I had read about Dr. Carmi before. He led a team of international scientists analyzing DNA from a medieval Jewish cemetery found in Erfurt, Germany. They discovered that Jews in Europe, 600 years ago, were more genetically diverse than they are today. An analysis of the ancient DNA in Erfurt found that half of these Jews traced their lineage back to the Middle East, the other half appeared more European. As the years went on, those genetic differences evaporated.
Dr. Carmi describes this as a genetic “bottleneck” or “founder event.” In other words, if you take two Ashkenazi Jews today, and go far enough back, they likely had a common ancestor. He explained:
“You had just a few hundred people living back then and every one of them became a father or mother of tens of thousands of people today because the population was very small and grew very, very fast since the end of the Middle Ages.

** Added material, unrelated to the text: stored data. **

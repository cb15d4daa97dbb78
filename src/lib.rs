//! `lb-budget` ingests local-body budget files into one validated in-memory
//! [`types::DataSet`] and runs the standard budget analyses on it.
//!
//! The primary entrypoint is [`ingestion::Pipeline::process`] (memoized) or
//! [`ingestion::process_files`] (one-shot). Each input is a named byte blob
//! ([`ingestion::RawFile`]); files are processed in order and the first failure aborts the call.
//!
//! ## What you can ingest
//!
//! **File formats (auto-detected by extension):**
//!
//! - **CSV**: `.csv`
//! - **Excel/workbooks** (Cargo feature `excel`, on by default): `.xlsx`, `.xls`, `.xlsm`, `.xlsb`, `.ods`
//!
//! **Required columns** (exact names, any order): `Code`, `LBType`, `Tot`, `TotExp`, `Sector`,
//! `District`. Other columns are carried through.
//!
//! For every file the pipeline:
//!
//! 1. rejects it with [`IngestionError::SchemaMismatch`] if any required column is missing
//!    (the error lists every missing name)
//! 2. silently drops rows with an empty `Code`
//! 3. appends `Difference = Tot - TotExp`, failing with [`IngestionError::Type`] if either
//!    column holds something that is not a number
//!
//! ## Quick example
//!
//! ```rust
//! use std::sync::Arc;
//!
//! use lb_budget::analysis::{compare_totals, unused_funds};
//! use lb_budget::ingestion::{InMemoryCache, IngestionOptions, Pipeline, RawFile};
//!
//! # fn main() -> Result<(), lb_budget::IngestionError> {
//! let pipeline = Pipeline::new(IngestionOptions::default()).with_cache(Arc::new(InMemoryCache::new()));
//! let files = vec![RawFile::new(
//!     "2024.csv",
//!     "Code,LBType,Tot,TotExp,Sector,District\nP1,GP,100,80,Roads,Wayanad\nP2,GP,40,0,Water,Idukki\n",
//! )];
//!
//! let table = pipeline.process(&files)?;
//! assert_eq!(table.row_count(), 2);
//!
//! let totals = compare_totals(&table)?;
//! assert_eq!(totals.total_income, 140.0);
//! assert_eq!(unused_funds(&table)?.row_count(), 1);
//!
//! // Same bytes again: served from the cache.
//! let again = pipeline.process(&files)?;
//! assert!(Arc::ptr_eq(&table, &again));
//! # Ok(())
//! # }
//! ```
//!
//! ## Modules
//!
//! - [`ingestion`]: decoding, validation, cleaning, concatenation, caching and observers
//! - [`types`]: schema + in-memory dataset types
//! - [`processing`]: generic dataset transformations (filter/reduce/group)
//! - [`analysis`]: the budget views (LBType filter, funding status, totals, districts, unused funds)
//! - [`error`]: error types

pub mod analysis;
pub mod error;
pub mod ingestion;
pub mod processing;
pub mod types;

pub use error::{IngestionError, IngestionResult};
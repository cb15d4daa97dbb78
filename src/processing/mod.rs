//! In-memory data transformations.
//!
//! The processing layer operates on [`crate::types::DataSet`] values produced by ingestion and
//! is what the budget analyses in [`crate::analysis`] are built from.
//!
//! Currently implemented:
//!
//! - [`filter()`]: row filtering by predicate
//! - [`reduce()`]: common reductions (count/sum/min/max)
//! - [`group_sum()`]: per-key sums of numeric columns
//!
//! ## Example: filter → reduce
//!
//! ```rust
//! use lb_budget::processing::{filter, reduce, ReduceOp};
//! use lb_budget::types::{DataSet, DataType, Field, Schema, Value};
//!
//! let schema = Schema::new(vec![
//!     Field::new("District", DataType::Utf8),
//!     Field::new("Tot", DataType::Float64),
//! ]);
//! let ds = DataSet::new(
//!     schema,
//!     vec![
//!         vec![Value::Utf8("North".to_string()), Value::Float64(10.0)],
//!         vec![Value::Utf8("South".to_string()), Value::Float64(20.0)],
//!         vec![Value::Utf8("North".to_string()), Value::Null],
//!     ],
//! );
//!
//! let north = filter(&ds, |row| row[0].as_str() == Some("North"));
//! let sum = reduce(&north, "Tot", ReduceOp::Sum).unwrap();
//! assert_eq!(sum, Value::Float64(10.0));
//! ```

pub mod filter;
pub mod group;
pub mod reduce;

pub use filter::{filter, filter_in};
pub use group::group_sum;
pub use reduce::{reduce, sum_f64, ReduceOp};
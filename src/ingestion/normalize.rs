//! Schema enforcement and cleaning of a decoded table.
//!
//! Turns a [`DecodedTable`] into a typed [`DataSet`]:
//!
//! 1. every [`columns::REQUIRED`] column must be present (all missing names are reported)
//! 2. rows with a null/blank `Code` are dropped
//! 3. `Tot`/`TotExp` are coerced to `Float64` and `Difference = Tot - TotExp` is appended
//!
//! Extra columns pass through with a type inferred from their cells.

use crate::error::{IngestionError, IngestionResult};
use crate::types::{columns, DataSet, DataType, Field, Schema, Value};

use super::decode::{DecodedRow, DecodedTable};

/// Outcome of normalizing one decoded table.
#[derive(Debug, Clone, PartialEq)]
pub struct Normalized {
    /// Cleaned rows with the `Difference` column appended.
    pub dataset: DataSet,
    /// Number of rows dropped for lacking a `Code`.
    pub dropped_rows: usize,
}

/// Required columns absent from `headers`, in canonical order.
pub fn missing_required_columns(headers: &[String]) -> Vec<String> {
    columns::REQUIRED
        .iter()
        .filter(|req| !headers.iter().any(|h| h == *req))
        .map(|req| req.to_string())
        .collect()
}

/// Validate, clean and augment one decoded table.
pub fn normalize(table: &DecodedTable) -> IngestionResult<Normalized> {
    let missing = missing_required_columns(&table.headers);
    if !missing.is_empty() {
        return Err(IngestionError::SchemaMismatch {
            file: table.source.clone(),
            missing,
        });
    }

    let code_idx = header_index(table, columns::CODE)?;
    let tot_idx = header_index(table, columns::TOT)?;
    let tot_exp_idx = header_index(table, columns::TOT_EXP)?;

    let mut kept: Vec<&DecodedRow> = Vec::with_capacity(table.rows.len());
    for row in &table.rows {
        if code_text(&row.cells[code_idx]).is_some() {
            kept.push(row);
        }
    }
    let dropped_rows = table.rows.len() - kept.len();

    // A source column already named `Difference` is recomputed in place.
    let diff_idx = table.headers.iter().position(|h| h == columns::DIFFERENCE);
    let mut fields: Vec<Field> = table
        .headers
        .iter()
        .enumerate()
        .map(|(idx, name)| Field::new(name.clone(), column_type(name, idx, &kept)))
        .collect();
    if diff_idx.is_none() {
        fields.push(Field::new(columns::DIFFERENCE, DataType::Float64));
    }
    let schema = Schema::new(fields);

    let mut rows: Vec<Vec<Value>> = Vec::with_capacity(kept.len());
    for row in kept {
        let tot = numeric_cell(table, row, columns::TOT, tot_idx)?;
        let tot_exp = numeric_cell(table, row, columns::TOT_EXP, tot_exp_idx)?;

        let mut out: Vec<Value> = Vec::with_capacity(schema.len());
        for (idx, field) in schema.fields.iter().take(table.headers.len()).enumerate() {
            let value = if idx == code_idx {
                code_text(&row.cells[idx]).map(Value::Utf8).unwrap_or(Value::Null)
            } else if idx == tot_idx {
                Value::Float64(tot)
            } else if idx == tot_exp_idx {
                Value::Float64(tot_exp)
            } else if Some(idx) == diff_idx {
                Value::Float64(tot - tot_exp)
            } else {
                coerce(&row.cells[idx], field.data_type)
            };
            out.push(value);
        }
        if diff_idx.is_none() {
            out.push(Value::Float64(tot - tot_exp));
        }
        rows.push(out);
    }

    Ok(Normalized {
        dataset: DataSet::new(schema, rows),
        dropped_rows,
    })
}

/// Convert `value` into `target`. Callers only ask for types the value is compatible with
/// (see [`infer_type`]); anything else is rendered as text.
pub(crate) fn coerce(value: &Value, target: DataType) -> Value {
    match (value, target) {
        (Value::Null, _) => Value::Null,
        (Value::Int64(v), DataType::Float64) => Value::Float64(*v as f64),
        (Value::Utf8(s), DataType::Int64) => s.parse().map(Value::Int64).unwrap_or(Value::Null),
        (Value::Utf8(s), DataType::Float64) => s.parse().map(Value::Float64).unwrap_or(Value::Null),
        (Value::Utf8(s), DataType::Bool) => parse_bool_literal(s).map(Value::Bool).unwrap_or(Value::Null),
        (Value::Int64(_), DataType::Int64)
        | (Value::Float64(_), DataType::Float64)
        | (Value::Bool(_), DataType::Bool)
        | (Value::Utf8(_), DataType::Utf8) => value.clone(),
        (other, _) => Value::Utf8(other.to_string()),
    }
}

/// The narrowest type holding every non-null value, or `None` when all values are null.
pub(crate) fn infer_type<'a>(values: impl IntoIterator<Item = &'a Value>) -> Option<DataType> {
    values
        .into_iter()
        .filter_map(cell_type)
        .reduce(DataType::widen)
}

fn cell_type(value: &Value) -> Option<DataType> {
    match value {
        Value::Null => None,
        Value::Int64(_) => Some(DataType::Int64),
        Value::Float64(_) => Some(DataType::Float64),
        Value::Bool(_) => Some(DataType::Bool),
        Value::Utf8(s) => Some(if s.parse::<i64>().is_ok() {
            DataType::Int64
        } else if s.parse::<f64>().is_ok_and(f64::is_finite) {
            DataType::Float64
        } else if parse_bool_literal(s).is_some() {
            DataType::Bool
        } else {
            DataType::Utf8
        }),
    }
}

fn parse_bool_literal(s: &str) -> Option<bool> {
    match s.to_ascii_lowercase().as_str() {
        "true" => Some(true),
        "false" => Some(false),
        _ => None,
    }
}

fn column_type(name: &str, idx: usize, rows: &[&DecodedRow]) -> DataType {
    match name {
        columns::TOT | columns::TOT_EXP | columns::DIFFERENCE => DataType::Float64,
        columns::CODE | columns::LB_TYPE | columns::SECTOR | columns::DISTRICT => DataType::Utf8,
        _ => infer_type(rows.iter().map(|r| &r.cells[idx])).unwrap_or(DataType::Utf8),
    }
}

fn header_index(table: &DecodedTable, name: &str) -> IngestionResult<usize> {
    table
        .headers
        .iter()
        .position(|h| h == name)
        .ok_or_else(|| IngestionError::SchemaMismatch {
            file: table.source.clone(),
            missing: vec![name.to_string()],
        })
}

/// Text form of a `Code` cell, or `None` if the row has no usable identifier.
fn code_text(value: &Value) -> Option<String> {
    let text = match value {
        Value::Null => return None,
        Value::Utf8(s) => s.trim().to_string(),
        other => other.to_string(),
    };
    (!text.is_empty()).then_some(text)
}

fn numeric_cell(
    table: &DecodedTable,
    row: &DecodedRow,
    column: &str,
    idx: usize,
) -> IngestionResult<f64> {
    let cell = &row.cells[idx];
    let type_error = |message: &str| IngestionError::Type {
        file: table.source.clone(),
        column: column.to_string(),
        row: row.source_row,
        raw: cell.to_string(),
        message: message.to_string(),
    };

    let v = match cell {
        Value::Float64(v) => *v,
        Value::Int64(v) => *v as f64,
        Value::Utf8(s) => s
            .trim()
            .parse::<f64>()
            .map_err(|e| type_error(&format!("expected number: {e}")))?,
        Value::Bool(_) => return Err(type_error("expected number, got bool")),
        Value::Null => return Err(type_error("missing value")),
    };
    if !v.is_finite() {
        return Err(type_error("expected a finite number"));
    }
    Ok(v)
}

#[cfg(test)]
mod tests {
    use super::*;

    fn utf8(s: &str) -> Value {
        Value::Utf8(s.to_string())
    }

    fn table(headers: &[&str], rows: Vec<Vec<Value>>) -> DecodedTable {
        let mut t = DecodedTable::new("t.csv", headers.iter().map(|h| h.to_string()).collect());
        for (i, r) in rows.into_iter().enumerate() {
            t.push_row(i + 2, r).unwrap();
        }
        t
    }

    const HEADERS: [&str; 6] = ["Code", "LBType", "Tot", "TotExp", "Sector", "District"];

    #[test]
    fn reports_every_missing_column_in_canonical_order() {
        let headers: Vec<String> = ["District", "Code", "Tot"].iter().map(|s| s.to_string()).collect();
        assert_eq!(
            missing_required_columns(&headers),
            vec!["LBType", "TotExp", "Sector"]
        );
    }

    #[test]
    fn missing_sector_is_a_schema_error() {
        let t = table(&["Code", "LBType", "Tot", "TotExp", "District"], vec![]);
        match normalize(&t).unwrap_err() {
            IngestionError::SchemaMismatch { file, missing } => {
                assert_eq!(file, "t.csv");
                assert_eq!(missing, vec!["Sector"]);
            }
            other => panic!("unexpected error: {other}"),
        }
    }

    #[test]
    fn drops_blank_codes_and_derives_difference() {
        let t = table(
            &HEADERS,
            vec![
                vec![utf8("1"), utf8("X"), utf8("100"), utf8("80"), utf8("S1"), utf8("D1")],
                vec![Value::Null, utf8("X"), utf8("5"), utf8("1"), utf8("S1"), utf8("D1")],
                vec![utf8("2"), utf8("Y"), utf8("50"), utf8("75.5"), utf8("S2"), utf8("D2")],
            ],
        );
        let out = normalize(&t).unwrap();
        assert_eq!(out.dropped_rows, 1);
        assert_eq!(out.dataset.row_count(), 2);
        assert_eq!(out.dataset.value(0, "Difference"), Some(&Value::Float64(20.0)));
        assert_eq!(out.dataset.value(1, "Difference"), Some(&Value::Float64(-25.5)));
        assert_eq!(out.dataset.value(1, "Code"), Some(&utf8("2")));
    }

    #[test]
    fn numeric_codes_render_as_text() {
        let t = table(
            &HEADERS,
            vec![vec![
                Value::Float64(101.0),
                utf8("X"),
                Value::Int64(3),
                Value::Float64(1.5),
                utf8("S"),
                utf8("D"),
            ]],
        );
        let out = normalize(&t).unwrap();
        assert_eq!(out.dataset.value(0, "Code"), Some(&utf8("101")));
        assert_eq!(out.dataset.value(0, "Tot"), Some(&Value::Float64(3.0)));
        assert_eq!(out.dataset.value(0, "Difference"), Some(&Value::Float64(1.5)));
    }

    #[test]
    fn non_numeric_tot_is_a_type_error() {
        let t = table(
            &HEADERS,
            vec![vec![utf8("1"), utf8("X"), utf8("lots"), utf8("1"), utf8("S"), utf8("D")]],
        );
        match normalize(&t).unwrap_err() {
            IngestionError::Type { file, column, row, raw, .. } => {
                assert_eq!(file, "t.csv");
                assert_eq!(column, "Tot");
                assert_eq!(row, 2);
                assert_eq!(raw, "lots");
            }
            other => panic!("unexpected error: {other}"),
        }
    }

    #[test]
    fn null_tot_exp_on_kept_row_is_a_type_error() {
        let t = table(
            &HEADERS,
            vec![vec![utf8("1"), utf8("X"), utf8("10"), Value::Null, utf8("S"), utf8("D")]],
        );
        let err = normalize(&t).unwrap_err();
        assert!(matches!(err, IngestionError::Type { ref column, .. } if column == "TotExp"));
    }

    #[test]
    fn bool_tot_is_a_type_error() {
        let t = table(
            &HEADERS,
            vec![
                vec![utf8("1"), utf8("X"), utf8("1"), utf8("1"), utf8("S"), utf8("D")],
                vec![utf8("2"), utf8("X"), Value::Bool(true), utf8("1"), utf8("S"), utf8("D")],
            ],
        );
        match normalize(&t).unwrap_err() {
            IngestionError::Type { column, row, raw, message, .. } => {
                assert_eq!(column, "Tot");
                assert_eq!(row, 3);
                assert_eq!(raw, "true");
                assert_eq!(message, "expected number, got bool");
            }
            other => panic!("unexpected error: {other}"),
        }
    }

    #[test]
    fn non_finite_numbers_are_type_errors() {
        for (tot, exp, column) in [
            (utf8("inf"), utf8("1"), "Tot"),
            (utf8("1"), utf8("-Infinity"), "TotExp"),
            (Value::Float64(f64::NAN), utf8("1"), "Tot"),
        ] {
            let t = table(&HEADERS, vec![vec![utf8("1"), utf8("X"), tot, exp, utf8("S"), utf8("D")]]);
            match normalize(&t).unwrap_err() {
                IngestionError::Type { column: got, row, message, .. } => {
                    assert_eq!(got, column);
                    assert_eq!(row, 2);
                    assert_eq!(message, "expected a finite number");
                }
                other => panic!("unexpected error: {other}"),
            }
        }
    }

    #[test]
    fn bad_numbers_on_dropped_rows_are_ignored() {
        let t = table(
            &HEADERS,
            vec![vec![Value::Null, utf8("X"), utf8("n/a"), utf8("n/a"), utf8("S"), utf8("D")]],
        );
        let out = normalize(&t).unwrap();
        assert_eq!(out.dataset.row_count(), 0);
        assert_eq!(out.dropped_rows, 1);
    }

    #[test]
    fn extra_columns_pass_through_with_inferred_types() {
        let t = table(
            &["Code", "LBType", "Tot", "TotExp", "Sector", "District", "Year", "Note"],
            vec![
                vec![utf8("1"), utf8("X"), utf8("1"), utf8("1"), utf8("S"), utf8("D"), utf8("2023"), utf8("ok")],
                vec![utf8("2"), utf8("X"), utf8("1"), utf8("1"), utf8("S"), utf8("D"), utf8("2024"), Value::Null],
            ],
        );
        let out = normalize(&t).unwrap();
        let names: Vec<&str> = out.dataset.schema.field_names().collect();
        assert_eq!(names.last(), Some(&"Difference"));
        let year = out.dataset.schema.index_of("Year").unwrap();
        assert_eq!(out.dataset.schema.fields[year].data_type, DataType::Int64);
        assert_eq!(out.dataset.value(1, "Year"), Some(&Value::Int64(2024)));
        assert_eq!(out.dataset.value(0, "Note"), Some(&utf8("ok")));
        assert_eq!(out.dataset.value(1, "Note"), Some(&Value::Null));
    }

    #[test]
    fn existing_difference_column_is_recomputed() {
        let t = table(
            &["Code", "LBType", "Tot", "TotExp", "Difference", "Sector", "District"],
            vec![vec![utf8("1"), utf8("X"), utf8("9"), utf8("4"), utf8("999"), utf8("S"), utf8("D")]],
        );
        let out = normalize(&t).unwrap();
        assert_eq!(out.dataset.column_count(), 7);
        assert_eq!(out.dataset.value(0, "Difference"), Some(&Value::Float64(5.0)));
    }

    #[test]
    fn infer_type_widens() {
        let vals = [Value::Int64(1), utf8("2.5"), Value::Null];
        assert_eq!(infer_type(vals.iter()), Some(DataType::Float64));
        let vals = [utf8("true"), utf8("FALSE")];
        assert_eq!(infer_type(vals.iter()), Some(DataType::Bool));
        let vals = [utf8("1"), utf8("abc")];
        assert_eq!(infer_type(vals.iter()), Some(DataType::Utf8));
        assert_eq!(infer_type([Value::Null].iter()), None);
    }

    #[test]
    fn coerce_follows_target_type() {
        assert_eq!(coerce(&utf8("7"), DataType::Int64), Value::Int64(7));
        assert_eq!(coerce(&Value::Int64(7), DataType::Float64), Value::Float64(7.0));
        assert_eq!(coerce(&Value::Float64(7.5), DataType::Utf8), utf8("7.5"));
        assert_eq!(coerce(&Value::Null, DataType::Utf8), Value::Null);
    }
}
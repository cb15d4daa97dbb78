//! Content-addressed memoization of pipeline results.
//!
//! A [`Fingerprint`] is a SHA-256 digest over the ordered file set (names and bytes). Any
//! change to a file's name, content, the set's membership or its order produces a different
//! fingerprint, so stale entries are never served.

use std::collections::HashMap;
use std::fmt;
use std::sync::{Arc, RwLock, RwLockReadGuard, RwLockWriteGuard};

use sha2::{Digest, Sha256};

use crate::types::DataSet;

use super::raw::RawFile;

/// Digest identifying an ordered set of input files.
#[derive(Clone, Copy, PartialEq, Eq, Hash)]
pub struct Fingerprint([u8; 32]);

impl Fingerprint {
    /// Fingerprint of `files` alone.
    pub fn of_files(files: &[RawFile]) -> Self {
        Self::of_files_tagged(files, "")
    }

    /// Fingerprint of `files` plus a tag describing decode options that change the result.
    pub fn of_files_tagged(files: &[RawFile], tag: &str) -> Self {
        let mut hasher = Sha256::new();
        hasher.update((tag.len() as u64).to_le_bytes());
        hasher.update(tag.as_bytes());
        hasher.update((files.len() as u64).to_le_bytes());
        for file in files {
            hasher.update((file.name.len() as u64).to_le_bytes());
            hasher.update(file.name.as_bytes());
            hasher.update((file.content.len() as u64).to_le_bytes());
            hasher.update(&file.content);
        }
        let digest = hasher.finalize();
        let mut out = [0u8; 32];
        out.copy_from_slice(&digest);
        Self(out)
    }

    /// Raw digest bytes.
    pub fn as_bytes(&self) -> &[u8; 32] {
        &self.0
    }
}

impl fmt::Display for Fingerprint {
    fn fmt(&self, f: &mut fmt::Formatter<'_>) -> fmt::Result {
        for b in &self.0 {
            write!(f, "{b:02x}")?;
        }
        Ok(())
    }
}

impl fmt::Debug for Fingerprint {
    fn fmt(&self, f: &mut fmt::Formatter<'_>) -> fmt::Result {
        write!(f, "Fingerprint({self})")
    }
}

/// Storage for processed tables, keyed by input fingerprint.
///
/// Implementations must be safe to share between threads; concurrent callers may read and
/// write the same cache.
pub trait ProcessCache: Send + Sync {
    /// Look up a previously stored table.
    fn get(&self, key: &Fingerprint) -> Option<Arc<DataSet>>;

    /// Store a table, replacing any previous entry for `key`.
    fn insert(&self, key: Fingerprint, table: Arc<DataSet>);

    /// Remove one entry. Returns `true` if it was present.
    fn invalidate(&self, key: &Fingerprint) -> bool;

    /// Remove every entry.
    fn clear(&self);

    /// Number of stored entries.
    fn len(&self) -> usize;

    /// `true` if nothing is stored.
    fn is_empty(&self) -> bool {
        self.len() == 0
    }
}

/// Process-local [`ProcessCache`] guarded by a reader/writer lock.
///
/// Entries live until removed: there is no size bound and no eviction policy. Callers that
/// process many distinct file sets own eviction through [`ProcessCache::invalidate`] and
/// [`ProcessCache::clear`].
#[derive(Default)]
pub struct InMemoryCache {
    entries: RwLock<HashMap<Fingerprint, Arc<DataSet>>>,
}

impl InMemoryCache {
    /// Create an empty cache.
    pub fn new() -> Self {
        Self::default()
    }

    // Entries are immutable `Arc`s, so a panic while holding the lock cannot leave the map
    // half-updated; recover from poisoning instead of propagating it.
    fn read(&self) -> RwLockReadGuard<'_, HashMap<Fingerprint, Arc<DataSet>>> {
        self.entries.read().unwrap_or_else(|e| e.into_inner())
    }

    fn write(&self) -> RwLockWriteGuard<'_, HashMap<Fingerprint, Arc<DataSet>>> {
        self.entries.write().unwrap_or_else(|e| e.into_inner())
    }
}

impl fmt::Debug for InMemoryCache {
    fn fmt(&self, f: &mut fmt::Formatter<'_>) -> fmt::Result {
        f.debug_struct("InMemoryCache")
            .field("entries_len", &self.len())
            .finish()
    }
}

impl ProcessCache for InMemoryCache {
    fn get(&self, key: &Fingerprint) -> Option<Arc<DataSet>> {
        self.read().get(key).cloned()
    }

    fn insert(&self, key: Fingerprint, table: Arc<DataSet>) {
        self.write().insert(key, table);
    }

    fn invalidate(&self, key: &Fingerprint) -> bool {
        self.write().remove(key).is_some()
    }

    fn clear(&self) {
        self.write().clear();
    }

    fn len(&self) -> usize {
        self.read().len()
    }
}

“If you look at the genomes of Ashkenazi Jews today, their population is homogenous. So, it doesn’t matter if you take 50 Ashkenazi people from Jerusalem or from Tel Aviv or from New York or from Toronto. They all clearly belong to a single population… this is kind of unexpected because the geographic range of Ashkenazi Jews before let’s say the 19th century was enormous. It was anywhere from Russia to Germany to France, thousands of kilometers apart. But in Ashkenazi Jews this difference is almost nonexistent.”
The end result, Dr. Carmi explained to me, is that every pair of Ashkenazi Jews share as much DNA as roughly third cousins.
So, my DNA test didn’t help me find my immediate family. At least, not yet. But I found something else: that 10 million of us are related. And somehow, after this year of upheaval, that brings me comfort.
LEAH EICHLER is an author, essayist and publisher of Esoterica Magazine. She's currently working on a blended memoir about contemporary Jewish identity and the legacy of the Holocaust.